— Record extracts —
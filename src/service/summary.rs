use crate::models::{Cell, SummaryEntry, Table};
use indexmap::IndexMap;

/// 按跳过缺失值的语义汇总一组单元格
pub fn summarize_cells<'a>(cells: impl IntoIterator<Item = &'a Cell>) -> SummaryEntry {
    let mut count = 0usize;
    let mut sum = 0.0;
    let mut max = f64::NEG_INFINITY;
    let mut min = f64::INFINITY;

    for value in cells.into_iter().filter_map(Cell::as_f64) {
        count += 1;
        sum += value;
        max = max.max(value);
        min = min.min(value);
    }

    if count == 0 {
        return SummaryEntry::EMPTY;
    }

    // 浮点累加误差可能让均值略微越界
    let mean = (sum / count as f64).clamp(min, max);
    SummaryEntry {
        mean: Some(mean),
        max: Some(max),
        min: Some(min),
    }
}

/// 计算每个数值列的 mean/max/min, 非数值列不出现在结果中
pub fn compute_summary(table: &Table) -> IndexMap<String, SummaryEntry> {
    table
        .columns()
        .iter()
        .enumerate()
        .filter(|(_, col)| col.kind.is_numeric())
        .map(|(idx, col)| (col.name.clone(), summarize_cells(table.column_cells(idx))))
        .collect()
}
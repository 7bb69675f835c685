use crate::error::ParseError;
use crate::models::{normalize_headers, Cell, Table};
use std::io::Read;
use std::path::Path;

/// 视为缺失值的字符串
const NA_VALUES: &[&str] = &[
    "", "#N/A", "#N/A N/A", "#NA", "-1.#IND", "-1.#QNAN", "-NaN", "-nan", "1.#IND", "1.#QNAN",
    "<NA>", "N/A", "NA", "NULL", "NaN", "None", "n/a", "nan", "null",
];

fn is_na(raw: &str) -> bool {
    NA_VALUES.contains(&raw.trim())
}

fn parse_bool(raw: &str) -> Option<bool> {
    match raw.trim() {
        "True" | "true" | "TRUE" => Some(true),
        "False" | "false" | "FALSE" => Some(false),
        _ => None,
    }
}

/// 按整列推断类型: 全部可解析为整数 / 浮点 / 布尔时转换, 否则保留原始字符串.
/// inf / -inf 按缺失值处理
pub fn type_column(raw: Vec<String>) -> Vec<Cell> {
    let present = || raw.iter().filter(|v| !is_na(v));

    if present().all(|v| v.trim().parse::<i64>().is_ok()) {
        return raw
            .iter()
            .map(|v| match v.trim().parse::<i64>() {
                Ok(i) if !is_na(v) => Cell::Int(i),
                _ => Cell::Null,
            })
            .collect();
    }

    if present().all(|v| v.trim().parse::<f64>().is_ok()) {
        return raw
            .iter()
            .map(|v| match v.trim().parse::<f64>() {
                Ok(f) if !is_na(v) && f.is_finite() => Cell::Float(f),
                _ => Cell::Null,
            })
            .collect();
    }

    if present().all(|v| parse_bool(v).is_some()) {
        return raw
            .iter()
            .map(|v| parse_bool(v).map(Cell::Bool).unwrap_or(Cell::Null))
            .collect();
    }

    raw.into_iter()
        .map(|v| if is_na(&v) { Cell::Null } else { Cell::Text(v) })
        .collect()
}

/// 解析 CSV: 首行为表头, 短行补缺失值, 长行报错
pub fn read_csv<R: Read>(reader: R) -> Result<Table, ParseError> {
    let mut reader = csv::ReaderBuilder::new()
        .has_headers(true)
        .flexible(true)
        .from_reader(reader);

    let headers = reader.headers()?.clone();
    if headers.is_empty() {
        return Err(ParseError::NoColumns);
    }
    let names = normalize_headers(headers.iter());
    let width = names.len();

    let mut raw_columns: Vec<Vec<String>> = vec![Vec::new(); width];
    for result in reader.records() {
        let record = result?;
        if record.len() > width {
            let line = record.position().map(|p| p.line()).unwrap_or(0);
            return Err(ParseError::RaggedRow {
                line,
                expected: width,
                found: record.len(),
            });
        }
        for (idx, column) in raw_columns.iter_mut().enumerate() {
            column.push(record.get(idx).unwrap_or("").to_string());
        }
    }

    let row_count = raw_columns.first().map(Vec::len).unwrap_or(0);
    let typed: Vec<Vec<Cell>> = raw_columns.into_iter().map(type_column).collect();

    let mut rows: Vec<Vec<Cell>> = Vec::with_capacity(row_count);
    for row_idx in 0..row_count {
        rows.push(typed.iter().map(|col| col[row_idx].clone()).collect());
    }

    tracing::debug!("CSV parsed: {} columns, {} rows", width, row_count);
    Table::new(names, rows)
}

pub fn read_csv_path(path: &Path) -> Result<Table, ParseError> {
    let file = std::fs::File::open(path)?;
    read_csv(std::io::BufReader::new(file))
}
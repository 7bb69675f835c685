use axum::{
    extract::multipart::MultipartError,
    http::StatusCode,
    response::{IntoResponse, Response},
    Json,
};
use serde_json::json;
use thiserror::Error;

/// 文件内容解析失败的具体原因, 消息原样返回给客户端
#[derive(Error, Debug)]
pub enum ParseError {
    #[error("{0}")]
    Csv(#[from] csv::Error),

    #[error("{0}")]
    Xlsx(#[from] calamine::XlsxError),

    #[error("'utf-8' codec can't decode upload: {0}")]
    Utf8(#[from] std::string::FromUtf8Error),

    #[error("could not convert string to float: '{0}'")]
    Amount(String),

    #[error("No columns to parse from file")]
    NoColumns,

    #[error("Worksheet not found in workbook")]
    NoWorksheet,

    #[error("Expected {expected} fields in line {line}, saw {found}")]
    RaggedRow {
        line: u64,
        expected: usize,
        found: usize,
    },

    #[error("Duplicate column name: {0}")]
    DuplicateColumn(String),

    #[error("Row {row} has {found} cells but the table declares {expected} columns")]
    RowWidth {
        row: usize,
        expected: usize,
        found: usize,
    },

    #[error("Failed to read upload: {0}")]
    Io(#[from] std::io::Error),
}

/// 图表请求错误
#[derive(Error, Debug)]
pub enum ChartError {
    #[error("Value of '{axis}' is not the name of a column in 'data': '{name}'")]
    UnknownColumn { axis: &'static str, name: String },
}

/// 接口层统一错误, 每个变体对应一个明确的状态码
#[derive(Error, Debug)]
pub enum AppError {
    #[error("No file uploaded")]
    MissingFile,

    #[error("Invalid filename: {0:?}")]
    InvalidFilename(String),

    #[error("Unsupported file format: {0}")]
    UnsupportedFormat(String),

    #[error("Failed to read multipart request: {0}")]
    Multipart(#[from] MultipartError),

    #[error("{0}")]
    InvalidChart(#[from] ChartError),

    #[error("{0}")]
    Parse(#[from] ParseError),

    #[error("Failed to store upload: {0}")]
    Storage(#[from] std::io::Error),

    #[error("Parse task failed: {0}")]
    Task(#[from] tokio::task::JoinError),
}

impl AppError {
    pub fn status(&self) -> StatusCode {
        match self {
            AppError::MissingFile
            | AppError::InvalidFilename(_)
            | AppError::UnsupportedFormat(_)
            | AppError::InvalidChart(_) => StatusCode::BAD_REQUEST,
            // 超出请求体上限时为 413, 其余多为 400
            AppError::Multipart(err) => err.status(),
            AppError::Parse(_) => StatusCode::UNPROCESSABLE_ENTITY,
            AppError::Storage(_) | AppError::Task(_) => StatusCode::INTERNAL_SERVER_ERROR,
        }
    }

    /// 稳定的错误标识, 供前端区分失败类型
    pub fn code(&self) -> &'static str {
        match self {
            AppError::MissingFile => "missing_file",
            AppError::InvalidFilename(_) => "invalid_filename",
            AppError::UnsupportedFormat(_) => "unsupported_format",
            AppError::Multipart(err) if err.status() == StatusCode::PAYLOAD_TOO_LARGE => {
                "payload_too_large"
            }
            AppError::Multipart(_) => "malformed_request",
            AppError::InvalidChart(_) => "invalid_chart",
            AppError::Parse(_) => "parse_failure",
            AppError::Storage(_) => "storage_failure",
            AppError::Task(_) => "internal",
        }
    }
}

impl IntoResponse for AppError {
    fn into_response(self) -> Response {
        let status = self.status();
        if status.is_server_error() {
            tracing::error!("Request failed ({}): {}", status, self);
        } else {
            tracing::warn!("Request rejected ({}): {}", status, self);
        }

        let body = json!({
            "error": self.to_string(),
            "code": self.code(),
        });
        (status, Json(body)).into_response()
    }
}

pub type Result<T> = std::result::Result<T, AppError>;
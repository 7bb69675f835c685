pub mod chart;
pub mod summary;
pub mod text_extractor;
pub mod upload;

pub use chart::ChartBuilder;
pub use summary::compute_summary;
pub use upload::{UploadService, UploadedFile};
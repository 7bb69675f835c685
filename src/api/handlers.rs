use crate::error::AppError;
use crate::models::{Figure, UploadResponse};
use crate::service::chart::Record;
use crate::service::{ChartBuilder, UploadService, UploadedFile};
use axum::{
    extract::{multipart::MultipartRejection, Json, Multipart, State},
    response::Html,
};
use serde::Deserialize;
use std::sync::Arc;

/// 上传表单中文件字段名
pub const FILE_FIELD: &str = "file";

/// 请求体: 行数据 + 坐标列
#[derive(Debug, Deserialize)]
pub struct ChartRequest {
    pub data: Vec<Record>,
    pub x: String,
    pub y: String,
}

/// 首页
pub async fn index() -> Html<&'static str> {
    Html(include_str!("../../static/index.html"))
}

/// 健康检查
pub async fn health_check() -> &'static str {
    "OK"
}

/// 上传并解析文件
pub async fn upload_file(
    State(service): State<Arc<UploadService>>,
    multipart: Result<Multipart, MultipartRejection>,
) -> Result<Json<UploadResponse>, AppError> {
    // 非 multipart 请求按 "未上传文件" 处理
    let upload = match multipart {
        Ok(mut multipart) => read_file_field(&mut multipart).await?,
        Err(rejection) => {
            tracing::debug!("Upload without multipart body: {}", rejection);
            None
        }
    };

    let response = service.process(upload).await?;
    Ok(Json(response))
}

async fn read_file_field(multipart: &mut Multipart) -> Result<Option<UploadedFile>, AppError> {
    while let Some(field) = multipart.next_field().await? {
        if field.name() != Some(FILE_FIELD) {
            continue;
        }
        let filename = field.file_name().unwrap_or_default().to_string();
        let bytes = field.bytes().await?;
        tracing::info!("Received upload {:?} ({} bytes)", filename, bytes.len());
        return Ok(Some(UploadedFile {
            filename,
            bytes: bytes.to_vec(),
        }));
    }
    Ok(None)
}

/// 根据行数据生成柱状图
pub async fn chart(
    State(builder): State<Arc<ChartBuilder>>,
    Json(req): Json<ChartRequest>,
) -> Result<Json<Figure>, AppError> {
    let spec = builder.build_bar(&req.data, &req.x, &req.y)?;
    tracing::info!(
        "Chart {} built: x={}, y={}, {} rows",
        spec.kind.as_str(),
        spec.x,
        spec.y,
        req.data.len()
    );
    Ok(Json(spec.figure))
}
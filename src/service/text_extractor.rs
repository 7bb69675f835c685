use crate::error::ParseError;
use crate::models::{Cell, ColumnKind, Table};
use once_cell::sync::Lazy;
use regex::Regex;

/// 文本日志行格式: `Date: <D>, Category: <C>, Amount: $<A>`
static LOG_LINE_PATTERN: Lazy<Regex> = Lazy::new(|| {
    Regex::new(r"^Date: (.*?), Category: (.*?), Amount: \$([0-9.]+)").unwrap()
});

pub const DATE_COLUMN: &str = "Date";
pub const CATEGORY_COLUMN: &str = "Category";
pub const AMOUNT_COLUMN: &str = "Amount";

/// 从文本日志中抽取的一行
#[derive(Debug, Clone, PartialEq)]
pub struct ExtractedRow {
    pub date: String,
    pub category: String,
    pub amount: f64,
}

/// 解析单行; 不匹配返回 Ok(None), 金额无法转为浮点数时返回错误
pub fn parse_line(line: &str) -> Result<Option<ExtractedRow>, ParseError> {
    let Some(caps) = LOG_LINE_PATTERN.captures(line) else {
        return Ok(None);
    };

    let raw_amount = &caps[3];
    let amount = raw_amount
        .parse::<f64>()
        .map_err(|_| ParseError::Amount(raw_amount.to_string()))?;

    Ok(Some(ExtractedRow {
        date: caps[1].to_string(),
        category: caps[2].to_string(),
        amount,
    }))
}

/// 逐行抽取; 不匹配的行直接丢弃
pub fn extract_rows(text: &str) -> Result<Vec<ExtractedRow>, ParseError> {
    let mut rows = Vec::new();
    let mut skipped = 0usize;

    for line in text.trim().split('\n') {
        match parse_line(line)? {
            Some(row) => rows.push(row),
            None => skipped += 1,
        }
    }

    tracing::debug!("Text log extracted {} rows, skipped {} lines", rows.len(), skipped);
    Ok(rows)
}

/// 文本日志 -> 表格 (Date, Category, Amount), 列类型固定, 不依赖行推断
pub fn extract_table(text: &str) -> Result<Table, ParseError> {
    let rows = extract_rows(text)?
        .into_iter()
        .map(|row| {
            vec![
                Cell::Text(row.date),
                Cell::Text(row.category),
                Cell::Float(row.amount),
            ]
        })
        .collect();

    Table::with_kinds(
        vec![
            (DATE_COLUMN.to_string(), ColumnKind::Text),
            (CATEGORY_COLUMN.to_string(), ColumnKind::Text),
            (AMOUNT_COLUMN.to_string(), ColumnKind::Float),
        ],
        rows,
    )
}
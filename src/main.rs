use table_insight_rust::{router, AppConfig, AppState};
use tracing::info;
use tracing_subscriber::{fmt::time::ChronoLocal, EnvFilter};

#[tokio::main]
async fn main() -> Result<(), Box<dyn std::error::Error>> {
    // 初始化日志 - 本地时间格式, RUST_LOG 控制级别
    tracing_subscriber::fmt()
        .with_timer(ChronoLocal::new("%Y-%m-%d %H:%M:%S".to_string()))
        .with_env_filter(EnvFilter::try_from_default_env().unwrap_or_else(|_| EnvFilter::new("info")))
        .with_target(true)
        .with_level(true)
        .init();

    // 加载配置
    let config = AppConfig::load()?;
    info!("Starting server with config: {:?}", config);

    let state = AppState::from_config(&config);

    // 上传目录不存在则创建
    state.uploads.store().ensure_dir().await?;
    info!("Upload directory ready: {}", state.uploads.store().dir().display());

    let app = router(state);

    // 启动服务器
    let addr = config.addr();
    info!("Server listening on {}", addr);
    info!("API Endpoints:");
    info!("  POST /uploads  - parse csv/xlsx/txt, return preview + summary");
    info!("  POST /chart    - build bar chart figure");

    let listener = tokio::net::TcpListener::bind(&addr).await?;
    axum::serve(listener, app).await?;

    Ok(())
}
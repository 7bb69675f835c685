use crate::error::ParseError;
use crate::models::{normalize_headers, Cell, Table};
use calamine::{open_workbook, Data, Range, Reader, Xlsx};
use std::path::Path;

/// Excel 单元格 -> Cell. 错误单元格 (#DIV/0! 等) 视为缺失
pub fn convert_cell(data: &Data) -> Cell {
    match data {
        Data::Empty | Data::Error(_) => Cell::Null,
        Data::Int(i) => Cell::Int(*i),
        Data::Float(f) => Cell::Float(*f),
        Data::Bool(b) => Cell::Bool(*b),
        Data::String(s) if s.is_empty() => Cell::Null,
        Data::String(s) => Cell::Text(s.clone()),
        Data::DateTime(dt) => match dt.as_datetime() {
            Some(value) => Cell::Text(value.format("%Y-%m-%dT%H:%M:%S").to_string()),
            None => Cell::Float(dt.as_f64()),
        },
        Data::DateTimeIso(s) | Data::DurationIso(s) => Cell::Text(s.clone()),
    }
}

fn header_text(data: &Data) -> String {
    match data {
        Data::Empty | Data::Error(_) => String::new(),
        Data::String(s) | Data::DateTimeIso(s) | Data::DurationIso(s) => s.clone(),
        other => other.to_string(),
    }
}

/// 工作表区域 -> 表格: 首行为表头, 其余为数据行
pub fn table_from_range(range: &Range<Data>) -> Result<Table, ParseError> {
    let mut rows_iter = range.rows();
    let Some(header_row) = rows_iter.next() else {
        return Err(ParseError::NoColumns);
    };

    // 表头尾部的空单元格不算列
    let width = header_row
        .iter()
        .rposition(|cell| !matches!(cell, Data::Empty))
        .map(|idx| idx + 1)
        .ok_or(ParseError::NoColumns)?;
    let names = normalize_headers(header_row[..width].iter().map(header_text));

    // 区域起始行 (0 基) + 表头行, 换算成 1 基行号
    let first_data_line = range.start().map(|(row, _)| row as u64 + 2).unwrap_or(2);

    let mut rows = Vec::new();
    for (offset, row) in rows_iter.enumerate() {
        let used = row
            .iter()
            .rposition(|cell| !matches!(cell, Data::Empty))
            .map(|idx| idx + 1)
            .unwrap_or(0);
        if used > width {
            return Err(ParseError::RaggedRow {
                line: first_data_line + offset as u64,
                expected: width,
                found: used,
            });
        }

        let mut cells: Vec<Cell> = row.iter().take(width).map(convert_cell).collect();
        cells.resize(width, Cell::Null);
        rows.push(cells);
    }

    tracing::debug!("Worksheet parsed: {} columns, {} rows", width, rows.len());
    Table::new(names, rows)
}

/// 读取工作簿的第一个工作表
pub fn read_xlsx_path(path: &Path) -> Result<Table, ParseError> {
    let mut workbook: Xlsx<_> = open_workbook(path)?;
    let range = workbook
        .worksheet_range_at(0)
        .ok_or(ParseError::NoWorksheet)??;
    table_from_range(&range)
}
pub mod chart;
pub mod summary;
pub mod table;
pub mod upload;

pub use chart::{BarTrace, ChartKind, ChartSpec, Figure, Layout};
pub use summary::SummaryEntry;
pub use table::{normalize_headers, Cell, Column, ColumnKind, Table};
pub use upload::UploadResponse;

— Task brief —
Pull out all lines from the entries above that include the word "Regex".

— Result of this exercise —
use regex::Regex;
static LOG_LINE_PATTERN: Lazy<Regex> = Lazy::new(|| {
    Regex::new(r"^Date: (.*?), Category: (.*?), Amount: \$([0-9.]+)").unwrap()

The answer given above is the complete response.